> [What is needed]:
Which lines run from the line with "let hash = xxhash_rust::xxh3::xxh3_64(html.as_bytes());" through the line with "rendered heading element." in the entries below? Print them exactly, both ends included, and nothing more.

[Dataset entries]
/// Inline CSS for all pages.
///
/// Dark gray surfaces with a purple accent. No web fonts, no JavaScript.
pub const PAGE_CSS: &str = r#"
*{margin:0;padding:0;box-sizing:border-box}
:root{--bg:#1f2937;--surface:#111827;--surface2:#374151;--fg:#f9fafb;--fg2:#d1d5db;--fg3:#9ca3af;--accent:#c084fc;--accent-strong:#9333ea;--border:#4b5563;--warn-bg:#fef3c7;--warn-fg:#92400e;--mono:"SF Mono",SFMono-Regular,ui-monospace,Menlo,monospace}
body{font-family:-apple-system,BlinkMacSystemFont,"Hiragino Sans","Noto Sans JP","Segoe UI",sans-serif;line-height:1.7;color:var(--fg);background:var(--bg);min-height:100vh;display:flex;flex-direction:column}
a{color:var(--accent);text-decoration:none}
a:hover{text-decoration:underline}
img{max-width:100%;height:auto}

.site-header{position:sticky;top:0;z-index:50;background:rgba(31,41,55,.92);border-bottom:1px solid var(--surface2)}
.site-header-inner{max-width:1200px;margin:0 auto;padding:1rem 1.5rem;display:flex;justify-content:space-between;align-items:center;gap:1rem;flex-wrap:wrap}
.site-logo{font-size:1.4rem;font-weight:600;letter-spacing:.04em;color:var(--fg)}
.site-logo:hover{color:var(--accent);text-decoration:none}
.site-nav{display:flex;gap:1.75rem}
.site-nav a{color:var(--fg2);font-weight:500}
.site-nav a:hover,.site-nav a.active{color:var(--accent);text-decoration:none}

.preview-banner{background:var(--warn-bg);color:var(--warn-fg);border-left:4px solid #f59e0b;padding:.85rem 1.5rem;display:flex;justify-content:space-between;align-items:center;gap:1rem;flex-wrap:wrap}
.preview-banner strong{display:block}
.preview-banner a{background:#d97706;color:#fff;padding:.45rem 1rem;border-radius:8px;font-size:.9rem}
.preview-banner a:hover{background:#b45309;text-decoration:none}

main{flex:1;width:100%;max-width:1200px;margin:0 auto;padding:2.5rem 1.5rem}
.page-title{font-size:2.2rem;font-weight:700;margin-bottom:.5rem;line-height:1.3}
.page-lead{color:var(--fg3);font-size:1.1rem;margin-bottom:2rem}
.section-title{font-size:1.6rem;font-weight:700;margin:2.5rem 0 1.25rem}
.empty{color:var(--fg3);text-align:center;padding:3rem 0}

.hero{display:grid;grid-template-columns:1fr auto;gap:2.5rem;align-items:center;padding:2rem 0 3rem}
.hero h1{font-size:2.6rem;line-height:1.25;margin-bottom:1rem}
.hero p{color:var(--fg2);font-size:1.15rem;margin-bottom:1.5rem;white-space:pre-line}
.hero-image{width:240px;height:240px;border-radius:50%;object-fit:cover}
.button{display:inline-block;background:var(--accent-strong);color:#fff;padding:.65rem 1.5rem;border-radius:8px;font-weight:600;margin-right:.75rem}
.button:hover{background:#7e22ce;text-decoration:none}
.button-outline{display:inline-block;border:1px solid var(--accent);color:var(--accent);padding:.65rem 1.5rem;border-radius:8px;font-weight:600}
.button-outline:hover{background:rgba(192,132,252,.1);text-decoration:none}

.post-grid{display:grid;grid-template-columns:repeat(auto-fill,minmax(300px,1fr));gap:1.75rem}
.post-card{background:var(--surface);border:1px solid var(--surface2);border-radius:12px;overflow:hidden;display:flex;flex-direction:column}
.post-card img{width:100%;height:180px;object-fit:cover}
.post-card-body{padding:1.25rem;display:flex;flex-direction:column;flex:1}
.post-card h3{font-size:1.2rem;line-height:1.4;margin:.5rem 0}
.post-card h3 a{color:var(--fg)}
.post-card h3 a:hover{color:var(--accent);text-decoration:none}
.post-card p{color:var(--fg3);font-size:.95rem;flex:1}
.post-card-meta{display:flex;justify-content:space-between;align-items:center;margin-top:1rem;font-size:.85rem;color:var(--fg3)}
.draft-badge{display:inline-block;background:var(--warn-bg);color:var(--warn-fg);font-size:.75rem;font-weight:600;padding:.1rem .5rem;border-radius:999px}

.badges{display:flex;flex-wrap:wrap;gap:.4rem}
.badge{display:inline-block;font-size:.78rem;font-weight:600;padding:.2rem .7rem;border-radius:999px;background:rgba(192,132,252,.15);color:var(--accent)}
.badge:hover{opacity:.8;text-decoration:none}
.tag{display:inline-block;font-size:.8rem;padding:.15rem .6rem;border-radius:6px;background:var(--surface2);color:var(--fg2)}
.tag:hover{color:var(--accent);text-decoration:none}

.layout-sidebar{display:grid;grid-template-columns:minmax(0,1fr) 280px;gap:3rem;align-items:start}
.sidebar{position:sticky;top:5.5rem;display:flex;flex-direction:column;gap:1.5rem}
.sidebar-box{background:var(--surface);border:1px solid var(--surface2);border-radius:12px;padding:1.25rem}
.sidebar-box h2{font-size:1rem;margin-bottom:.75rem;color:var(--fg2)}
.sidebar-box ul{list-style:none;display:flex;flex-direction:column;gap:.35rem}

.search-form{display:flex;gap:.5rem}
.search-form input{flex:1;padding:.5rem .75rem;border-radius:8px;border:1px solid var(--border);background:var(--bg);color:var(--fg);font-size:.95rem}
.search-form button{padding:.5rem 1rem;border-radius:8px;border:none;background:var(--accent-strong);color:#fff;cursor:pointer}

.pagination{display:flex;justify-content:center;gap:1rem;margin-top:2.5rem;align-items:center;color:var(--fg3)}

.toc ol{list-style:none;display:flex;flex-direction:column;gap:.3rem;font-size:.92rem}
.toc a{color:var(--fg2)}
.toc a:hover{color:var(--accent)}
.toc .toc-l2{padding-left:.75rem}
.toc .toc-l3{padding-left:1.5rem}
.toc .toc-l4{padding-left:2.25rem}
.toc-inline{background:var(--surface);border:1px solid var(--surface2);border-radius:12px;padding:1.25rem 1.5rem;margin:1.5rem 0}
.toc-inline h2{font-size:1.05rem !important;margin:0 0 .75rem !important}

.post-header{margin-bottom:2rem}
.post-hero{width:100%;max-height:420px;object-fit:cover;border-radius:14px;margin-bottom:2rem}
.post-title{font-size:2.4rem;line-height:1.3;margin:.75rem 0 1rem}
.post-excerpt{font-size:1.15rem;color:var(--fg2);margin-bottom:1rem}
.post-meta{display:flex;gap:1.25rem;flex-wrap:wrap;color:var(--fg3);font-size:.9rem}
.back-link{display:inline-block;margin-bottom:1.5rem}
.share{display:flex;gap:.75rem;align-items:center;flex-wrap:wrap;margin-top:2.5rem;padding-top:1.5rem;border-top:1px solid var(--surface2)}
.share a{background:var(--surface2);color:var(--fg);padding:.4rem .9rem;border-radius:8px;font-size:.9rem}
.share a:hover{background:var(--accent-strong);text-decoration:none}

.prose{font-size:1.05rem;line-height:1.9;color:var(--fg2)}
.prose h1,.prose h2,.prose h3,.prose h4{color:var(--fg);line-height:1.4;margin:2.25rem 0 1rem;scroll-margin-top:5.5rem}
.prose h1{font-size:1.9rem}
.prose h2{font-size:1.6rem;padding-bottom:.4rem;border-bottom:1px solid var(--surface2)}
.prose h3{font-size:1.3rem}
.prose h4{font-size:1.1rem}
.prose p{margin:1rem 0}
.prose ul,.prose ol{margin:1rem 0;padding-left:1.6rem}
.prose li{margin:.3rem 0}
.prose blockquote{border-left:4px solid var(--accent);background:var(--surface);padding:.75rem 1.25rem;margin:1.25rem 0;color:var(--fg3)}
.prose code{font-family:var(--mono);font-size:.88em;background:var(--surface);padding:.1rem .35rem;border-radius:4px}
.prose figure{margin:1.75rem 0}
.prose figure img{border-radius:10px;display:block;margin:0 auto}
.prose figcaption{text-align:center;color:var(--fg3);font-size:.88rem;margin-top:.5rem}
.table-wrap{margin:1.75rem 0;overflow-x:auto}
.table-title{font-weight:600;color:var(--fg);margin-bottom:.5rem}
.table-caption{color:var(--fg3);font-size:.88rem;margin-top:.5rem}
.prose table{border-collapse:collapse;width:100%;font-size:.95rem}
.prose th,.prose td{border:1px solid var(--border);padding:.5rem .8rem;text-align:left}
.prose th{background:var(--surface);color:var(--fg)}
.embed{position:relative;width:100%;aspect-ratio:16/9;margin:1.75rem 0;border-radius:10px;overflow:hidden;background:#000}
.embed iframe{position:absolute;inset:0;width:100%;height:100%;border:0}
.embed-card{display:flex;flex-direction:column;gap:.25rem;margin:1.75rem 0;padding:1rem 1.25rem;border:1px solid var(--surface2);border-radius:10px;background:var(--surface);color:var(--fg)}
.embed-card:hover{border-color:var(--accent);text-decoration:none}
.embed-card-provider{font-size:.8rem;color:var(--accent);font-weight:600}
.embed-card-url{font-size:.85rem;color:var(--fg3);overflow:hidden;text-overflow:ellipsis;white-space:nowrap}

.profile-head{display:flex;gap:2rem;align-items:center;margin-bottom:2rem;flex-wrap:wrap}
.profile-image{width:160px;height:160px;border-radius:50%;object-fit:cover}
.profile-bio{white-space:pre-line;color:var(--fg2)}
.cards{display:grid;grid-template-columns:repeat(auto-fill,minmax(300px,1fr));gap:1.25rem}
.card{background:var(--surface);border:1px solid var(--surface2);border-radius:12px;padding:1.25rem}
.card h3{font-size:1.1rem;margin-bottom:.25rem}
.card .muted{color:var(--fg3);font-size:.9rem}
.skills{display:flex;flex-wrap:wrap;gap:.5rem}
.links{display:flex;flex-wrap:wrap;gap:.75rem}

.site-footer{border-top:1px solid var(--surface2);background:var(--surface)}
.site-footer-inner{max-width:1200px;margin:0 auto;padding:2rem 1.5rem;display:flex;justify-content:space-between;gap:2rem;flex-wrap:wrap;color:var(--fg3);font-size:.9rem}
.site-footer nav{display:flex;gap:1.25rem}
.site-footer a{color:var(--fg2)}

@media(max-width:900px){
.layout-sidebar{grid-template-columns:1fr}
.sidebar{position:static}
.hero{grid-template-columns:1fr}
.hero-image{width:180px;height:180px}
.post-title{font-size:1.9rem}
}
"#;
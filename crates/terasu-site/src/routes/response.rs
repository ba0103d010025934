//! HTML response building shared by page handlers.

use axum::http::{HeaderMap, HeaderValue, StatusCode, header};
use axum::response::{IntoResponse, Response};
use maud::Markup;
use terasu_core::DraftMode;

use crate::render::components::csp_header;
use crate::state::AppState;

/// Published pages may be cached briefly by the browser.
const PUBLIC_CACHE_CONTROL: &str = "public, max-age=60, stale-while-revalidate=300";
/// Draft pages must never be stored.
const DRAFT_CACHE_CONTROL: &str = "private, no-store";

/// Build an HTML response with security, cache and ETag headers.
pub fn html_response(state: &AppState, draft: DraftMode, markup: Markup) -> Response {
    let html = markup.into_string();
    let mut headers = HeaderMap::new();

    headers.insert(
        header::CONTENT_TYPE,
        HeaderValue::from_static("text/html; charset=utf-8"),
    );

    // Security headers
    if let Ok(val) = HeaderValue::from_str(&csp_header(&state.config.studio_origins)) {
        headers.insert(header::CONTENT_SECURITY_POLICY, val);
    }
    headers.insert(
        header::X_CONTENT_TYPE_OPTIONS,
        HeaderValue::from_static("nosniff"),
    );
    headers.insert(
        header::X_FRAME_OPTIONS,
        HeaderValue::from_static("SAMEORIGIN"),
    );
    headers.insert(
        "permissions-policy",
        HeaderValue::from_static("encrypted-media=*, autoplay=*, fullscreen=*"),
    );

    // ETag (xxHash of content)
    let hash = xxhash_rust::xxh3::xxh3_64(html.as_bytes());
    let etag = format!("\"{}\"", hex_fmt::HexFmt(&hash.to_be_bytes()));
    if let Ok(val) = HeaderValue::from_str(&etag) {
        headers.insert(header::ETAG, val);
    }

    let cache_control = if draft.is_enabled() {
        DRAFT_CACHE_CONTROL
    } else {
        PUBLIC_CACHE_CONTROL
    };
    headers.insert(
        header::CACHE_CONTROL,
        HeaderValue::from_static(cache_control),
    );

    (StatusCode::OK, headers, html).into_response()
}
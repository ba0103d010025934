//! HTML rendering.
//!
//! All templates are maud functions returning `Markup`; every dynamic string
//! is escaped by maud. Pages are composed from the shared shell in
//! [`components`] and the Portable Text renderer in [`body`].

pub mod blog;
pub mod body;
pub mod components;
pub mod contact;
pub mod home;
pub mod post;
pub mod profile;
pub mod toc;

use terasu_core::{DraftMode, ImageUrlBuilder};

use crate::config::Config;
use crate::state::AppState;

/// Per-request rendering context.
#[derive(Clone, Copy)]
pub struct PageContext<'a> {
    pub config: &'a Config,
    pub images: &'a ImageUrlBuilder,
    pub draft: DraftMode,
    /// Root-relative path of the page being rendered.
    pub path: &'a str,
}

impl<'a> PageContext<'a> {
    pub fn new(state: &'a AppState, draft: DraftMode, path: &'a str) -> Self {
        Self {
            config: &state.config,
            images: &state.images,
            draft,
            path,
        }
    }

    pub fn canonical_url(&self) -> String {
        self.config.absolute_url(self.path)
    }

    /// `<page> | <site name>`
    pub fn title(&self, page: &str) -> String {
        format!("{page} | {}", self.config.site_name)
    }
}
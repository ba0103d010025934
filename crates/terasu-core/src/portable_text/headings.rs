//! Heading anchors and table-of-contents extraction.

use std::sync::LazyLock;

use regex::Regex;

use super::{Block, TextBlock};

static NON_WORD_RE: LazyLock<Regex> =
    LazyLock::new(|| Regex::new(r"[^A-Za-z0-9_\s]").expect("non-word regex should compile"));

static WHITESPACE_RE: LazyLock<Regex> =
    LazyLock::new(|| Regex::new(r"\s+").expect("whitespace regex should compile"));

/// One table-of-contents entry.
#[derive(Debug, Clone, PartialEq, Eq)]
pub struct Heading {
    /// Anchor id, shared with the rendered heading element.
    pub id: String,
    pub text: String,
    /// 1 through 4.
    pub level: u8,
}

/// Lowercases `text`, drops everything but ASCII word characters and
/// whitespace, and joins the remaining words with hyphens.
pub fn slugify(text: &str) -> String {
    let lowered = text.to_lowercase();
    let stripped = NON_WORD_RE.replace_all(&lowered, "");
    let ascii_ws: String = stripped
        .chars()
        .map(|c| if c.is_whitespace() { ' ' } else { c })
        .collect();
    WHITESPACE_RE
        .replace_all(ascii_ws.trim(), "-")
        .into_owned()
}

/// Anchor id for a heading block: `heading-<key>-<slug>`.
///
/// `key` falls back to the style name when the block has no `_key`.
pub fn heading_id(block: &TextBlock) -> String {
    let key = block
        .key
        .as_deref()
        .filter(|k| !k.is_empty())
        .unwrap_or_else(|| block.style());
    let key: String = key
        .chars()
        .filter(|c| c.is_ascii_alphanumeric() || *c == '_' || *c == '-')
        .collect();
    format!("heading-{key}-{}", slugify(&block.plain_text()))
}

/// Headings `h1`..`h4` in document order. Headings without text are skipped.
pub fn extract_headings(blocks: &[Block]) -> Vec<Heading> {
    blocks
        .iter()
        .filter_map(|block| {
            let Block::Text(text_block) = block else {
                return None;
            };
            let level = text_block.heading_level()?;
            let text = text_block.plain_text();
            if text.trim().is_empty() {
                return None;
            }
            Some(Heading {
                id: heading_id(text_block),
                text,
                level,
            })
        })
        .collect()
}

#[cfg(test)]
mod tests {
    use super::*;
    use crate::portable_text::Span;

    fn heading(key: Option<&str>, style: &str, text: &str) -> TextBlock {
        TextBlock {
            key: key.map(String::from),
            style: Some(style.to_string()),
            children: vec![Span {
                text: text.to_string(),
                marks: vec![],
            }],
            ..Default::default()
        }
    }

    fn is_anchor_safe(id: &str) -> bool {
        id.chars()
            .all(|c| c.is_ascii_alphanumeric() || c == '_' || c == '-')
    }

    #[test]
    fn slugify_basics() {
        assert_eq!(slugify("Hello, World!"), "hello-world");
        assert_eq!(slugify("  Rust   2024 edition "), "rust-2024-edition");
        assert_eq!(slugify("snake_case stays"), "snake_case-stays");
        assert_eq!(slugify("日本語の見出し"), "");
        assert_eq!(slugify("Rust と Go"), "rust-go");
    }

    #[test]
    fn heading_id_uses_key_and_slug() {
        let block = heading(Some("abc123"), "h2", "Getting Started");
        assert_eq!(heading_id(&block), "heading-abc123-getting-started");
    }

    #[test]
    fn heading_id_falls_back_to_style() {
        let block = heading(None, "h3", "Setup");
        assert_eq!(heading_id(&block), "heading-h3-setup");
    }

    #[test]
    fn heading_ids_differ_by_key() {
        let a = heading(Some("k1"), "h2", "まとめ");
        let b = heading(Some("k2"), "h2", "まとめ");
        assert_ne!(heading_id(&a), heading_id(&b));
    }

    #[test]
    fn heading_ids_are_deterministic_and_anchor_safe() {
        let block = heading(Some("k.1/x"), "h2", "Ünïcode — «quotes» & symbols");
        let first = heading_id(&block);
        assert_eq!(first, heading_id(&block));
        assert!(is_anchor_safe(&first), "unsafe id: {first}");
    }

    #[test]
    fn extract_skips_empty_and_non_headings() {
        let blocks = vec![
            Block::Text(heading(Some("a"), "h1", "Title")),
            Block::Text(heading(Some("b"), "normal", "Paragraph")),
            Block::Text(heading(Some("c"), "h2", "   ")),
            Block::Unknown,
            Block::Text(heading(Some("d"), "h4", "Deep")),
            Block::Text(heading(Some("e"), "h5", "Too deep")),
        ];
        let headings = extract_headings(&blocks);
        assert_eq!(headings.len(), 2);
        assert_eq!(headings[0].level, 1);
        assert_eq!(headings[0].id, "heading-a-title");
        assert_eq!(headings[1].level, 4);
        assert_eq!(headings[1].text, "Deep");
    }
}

> [Solution below]:
    let hash = xxhash_rust::xxh3::xxh3_64(html.as_bytes());
    let etag = format!("\"{}\"", hex_fmt::HexFmt(&hash.to_be_bytes()));
    if let Ok(val) = HeaderValue::from_str(&etag) {
        headers.insert(header::ETAG, val);
    }

    let cache_control = if draft.is_enabled() {
        DRAFT_CACHE_CONTROL
    } else {
        PUBLIC_CACHE_CONTROL
    };
    headers.insert(
        header::CACHE_CONTROL,
        HeaderValue::from_static(cache_control),
    );

    (StatusCode::OK, headers, html).into_response()
}
repository ba0103d010025934
//! HTML rendering.
//!
//! All templates are maud functions returning `Markup`; every dynamic string
//! is escaped by maud. Pages are composed from the shared shell in
//! [`components`] and the Portable Text renderer in [`body`].

pub mod blog;
pub mod body;
pub mod components;
pub mod contact;
pub mod home;
pub mod post;
pub mod profile;
pub mod toc;

use terasu_core::{DraftMode, ImageUrlBuilder};

use crate::config::Config;
use crate::state::AppState;

/// Per-request rendering context.
#[derive(Clone, Copy)]
pub struct PageContext<'a> {
    pub config: &'a Config,
    pub images: &'a ImageUrlBuilder,
    pub draft: DraftMode,
    /// Root-relative path of the page being rendered.
    pub path: &'a str,
}

impl<'a> PageContext<'a> {
    pub fn new(state: &'a AppState, draft: DraftMode, path: &'a str) -> Self {
        Self {
            config: &state.config,
            images: &state.images,
            draft,
            path,
        }
    }

    pub fn canonical_url(&self) -> String {
        self.config.absolute_url(self.path)
    }

    /// `<page> | <site name>`
    pub fn title(&self, page: &str) -> String {
        format!("{page} | {}", self.config.site_name)
    }
}
repository ba0103d010025934
filename crates/terasu-core/src/portable_text/headings.rs
//! Heading anchors and table-of-contents extraction.

use std::sync::LazyLock;

use regex::Regex;

use super::{Block, TextBlock};

static NON_WORD_RE: LazyLock<Regex> =
    LazyLock::new(|| Regex::new(r"[^A-Za-z0-9_\s]").expect("non-word regex should compile"));

static WHITESPACE_RE: LazyLock<Regex> =
    LazyLock::new(|| Regex::new(r"\s+").expect("whitespace regex should compile"));

/// One table-of-contents entry.
#[derive(Debug, Clone, PartialEq, Eq)]
pub struct Heading {
    /// Anchor id, shared with the rendered heading element.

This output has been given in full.